The following stories told in the first person were recorded on a cassette tape recorder on the evening of February 11th, 2015 in a local bar. The speaker was a man of medium build, sitting alone, telling these tales to whomever happened to be nearest. The author received permission from both the speaker and the establishment’s owner to record these sagas. The identity of the speaker has never been revealed nor authenticated, and inquiries into such a matter remain inconsequential. As such, they will not be made here.
I woke up, and the hangover hit me in the head like a freight truck. I stumbled to the bathroom, and caught a glimpse of a neandrethal looking creature staring back at me. I was drooling stupid, and I knew there was no chance of me getting to my finals in the state that I was in.

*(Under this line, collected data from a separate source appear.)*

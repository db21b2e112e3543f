use axum::extract::Path;
use axum::http::StatusCode;
use axum::Extension;
use serde_json::Value;

use crate::record::{fields, ListQuery, Record, Table};
use crate::routes::{Body, Params};
use crate::store::{SharedStore, Store};
use crate::{created, proceeds, Created, Error, Payload};

/// Fails with a ValidationFailure naming the first reference that does not
/// resolve.
pub async fn ensure_references(
    store: &dyn Store,
    references: Vec<(&'static Table, i32)>,
) -> Result<(), Error> {
    for (table, id) in references {
        if store.find_row(table, id).await?.is_none() {
            return Err(Error::invalid(format!(
                "{} with id `{}` does not exist!",
                table.label, id
            )));
        }
    }
    Ok(())
}

/// Lays `patch` over the stored row and validates the result as a full draft.
/// Returns the fields to write.
pub async fn checked_patch<R: Record>(
    store: &dyn Store,
    id: i32,
    patch: &R::Patch,
) -> Result<Value, Error> {
    let changes = fields(patch)?;
    let mut merged = store
        .find_row(R::TABLE, id)
        .await?
        .ok_or_else(|| Error::not_found(R::TABLE.label, id))?;
    if let (Some(merged), Some(changes)) = (merged.as_object_mut(), changes.as_object()) {
        for (column, value) in changes {
            merged.insert(column.clone(), value.clone());
        }
    }
    let draft: R::Draft = serde_json::from_value(merged)
        .map_err(|err| Error::invalid(format!("Invalid {}: {}", R::TABLE.label, err)))?;
    R::check(&draft)?;
    ensure_references(store, R::references(&draft)).await?;
    Ok(changes)
}

pub async fn list<R: Record>(
    Extension(store): Extension<SharedStore>,
    Params(query): Params<ListQuery>,
) -> Payload<Vec<R>> {
    proceeds(store.list::<R>(&query.paged()).await?)
}

pub async fn read<R: Record>(
    Path(id): Path<i32>,
    Extension(store): Extension<SharedStore>,
) -> Payload<R> {
    proceeds(store.fetch::<R>(id).await?)
}

pub async fn create<R: Record>(
    Extension(store): Extension<SharedStore>,
    Body(draft): Body<R::Draft>,
) -> Created<R> {
    R::check(&draft)?;
    ensure_references(store.as_ref(), R::references(&draft)).await?;
    let record = store.insert::<R>(fields(&draft)?).await?;
    log::debug!("Created {} {}", R::TABLE.label, record.id());
    created(record)
}

pub async fn replace<R: Record>(
    Path(id): Path<i32>,
    Extension(store): Extension<SharedStore>,
    Body(draft): Body<R::Draft>,
) -> Payload<R> {
    R::check(&draft)?;
    ensure_references(store.as_ref(), R::references(&draft)).await?;
    proceeds(store.update::<R>(id, fields(&draft)?).await?)
}

pub async fn patch<R: Record>(
    Path(id): Path<i32>,
    Extension(store): Extension<SharedStore>,
    Body(patch): Body<R::Patch>,
) -> Payload<R> {
    let changes = checked_patch::<R>(store.as_ref(), id, &patch).await?;
    proceeds(store.update::<R>(id, changes).await?)
}

pub async fn remove<R: Record>(
    Path(id): Path<i32>,
    Extension(store): Extension<SharedStore>,
) -> Result<StatusCode, Error> {
    store.delete::<R>(id).await?;
    log::debug!("Deleted {} {}", R::TABLE.label, id);
    Ok(StatusCode::NO_CONTENT)
}
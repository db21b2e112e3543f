use crate::{IntoResponse, Uri};

use axum::http::StatusCode;
use axum::response::Response;
use axum::Json;

use serde::Serialize;

pub async fn handler404(path: Uri) -> Error {
    Error::NotFound {
        message: format!("Invalid path: {}", path),
    }
}

#[derive(Debug, Clone, PartialEq, Eq, Serialize)]
#[serde(tag = "error")]
pub enum Error {
    NotFound { message: String },
    ValidationFailure { message: String },
    AuthenticationFailure { message: String },
    InternalError { kind: &'static str, message: String },
}

impl Error {
    pub fn not_found(label: &str, id: impl std::fmt::Display) -> Error {
        Error::NotFound {
            message: format!("{} with id `{}` does not exist!", label, id),
        }
    }

    pub fn invalid<S: Into<String>>(msg: S) -> Error {
        Error::ValidationFailure {
            message: msg.into(),
        }
    }

    pub fn unauthorized<S: Into<String>>(msg: S) -> Error {
        Error::AuthenticationFailure {
            message: msg.into(),
        }
    }

    pub fn status(&self) -> StatusCode {
        match self {
            Error::NotFound { .. } => StatusCode::NOT_FOUND,
            Error::ValidationFailure { .. } => StatusCode::BAD_REQUEST,
            Error::AuthenticationFailure { .. } => StatusCode::UNAUTHORIZED,
            Error::InternalError { .. } => StatusCode::INTERNAL_SERVER_ERROR,
        }
    }
}

impl std::fmt::Display for Error {
    fn fmt(&self, f: &mut std::fmt::Formatter<'_>) -> std::fmt::Result {
        match self {
            Error::NotFound { message }
            | Error::ValidationFailure { message }
            | Error::AuthenticationFailure { message } => f.write_str(message),
            Error::InternalError { kind, message } => write!(f, "{}: {}", kind, message),
        }
    }
}

impl std::error::Error for Error {}

impl IntoResponse for Error {
    fn into_response(self) -> Response {
        let status = self.status();
        if let Error::InternalError { kind, message } = &self {
            log::error!("{}: {}", kind, message);
        }
        (status, Json(self)).into_response()
    }
}

impl From<sqlx::Error> for Error {
    fn from(err: sqlx::Error) -> Self {
        if let sqlx::Error::Database(db) = &err {
            match db.code().as_deref() {
                // unique_violation
                Some("23505") => {
                    return Self::ValidationFailure {
                        message: format!("Record already exists: {}", db.message()),
                    }
                }
                // not_null_violation, invalid_text_representation
                Some("23502") | Some("22P02") => {
                    return Self::ValidationFailure {
                        message: db.message().to_string(),
                    }
                }
                _ => {}
            }
        }
        Self::InternalError {
            kind: "DatabaseError",
            message: err.to_string(),
        }
    }
}

impl From<sqlx::migrate::MigrateError> for Error {
    fn from(err: sqlx::migrate::MigrateError) -> Self {
        Self::InternalError {
            kind: "MigrationError",
            message: err.to_string(),
        }
    }
}

impl From<std::io::Error> for Error {
    fn from(io: std::io::Error) -> Self {
        Self::InternalError {
            kind: "IOError",
            message: io.to_string(),
        }
    }
}

impl From<uuid::Error> for Error {
    fn from(id: uuid::Error) -> Self {
        Self::ValidationFailure {
            message: format!("Invalid UUID: {}", id),
        }
    }
}

impl From<serde_json::Error> for Error {
    fn from(err: serde_json::Error) -> Self {
        Self::InternalError {
            kind: "SerializationError",
            message: err.to_string(),
        }
    }
}

impl From<pbkdf2::password_hash::Error> for Error {
    fn from(err: pbkdf2::password_hash::Error) -> Self {
        Self::InternalError {
            kind: "HashError",
            message: err.to_string(),
        }
    }
}

impl From<anyhow::Error> for Error {
    fn from(err: anyhow::Error) -> Self {
        Self::InternalError {
            kind: "Unknown",
            message: err.to_string(),
        }
    }
}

So I started to drink. That was the only logical choice, because otherwise I would have only be able to curl up into a ball for the rest of the day and cry myself to sleep over my failed final exams. That wasn’t gonna happen. No sir, not if I had anything to do about it.
I figured I needed to drink enough to overcome the hangover, and then a good deal more to get in the zone for finals. Looking back now, I see that my thinking was even more fucked up hung over than it was drunk. But anyways, I started mixing vodka with whatever pop my roommate left in the fridge, usually diet cherry coke, whatever the fuck that is.
I didn’t use the pop for the flavor. I used it to speed up the rate at which I could drink. And diet fucking cherry coke worked just as well as anything would have in that particular situation.
I drank one glass, two, three, and four. I figured that I should have one more before I left, to get myself fully prepared to go for the next eight hours without a drink. Man, that was a real shot in the nuts now that I think about it.
I’m really ashamed of this next part, and I hope you fine young gentlemen and lady will not judge me too harshly from this story. I hopped in the car, and started driving my drunk ass the 45 minutes East to my college campus, over there on ******** and ********, right over by ***. You know?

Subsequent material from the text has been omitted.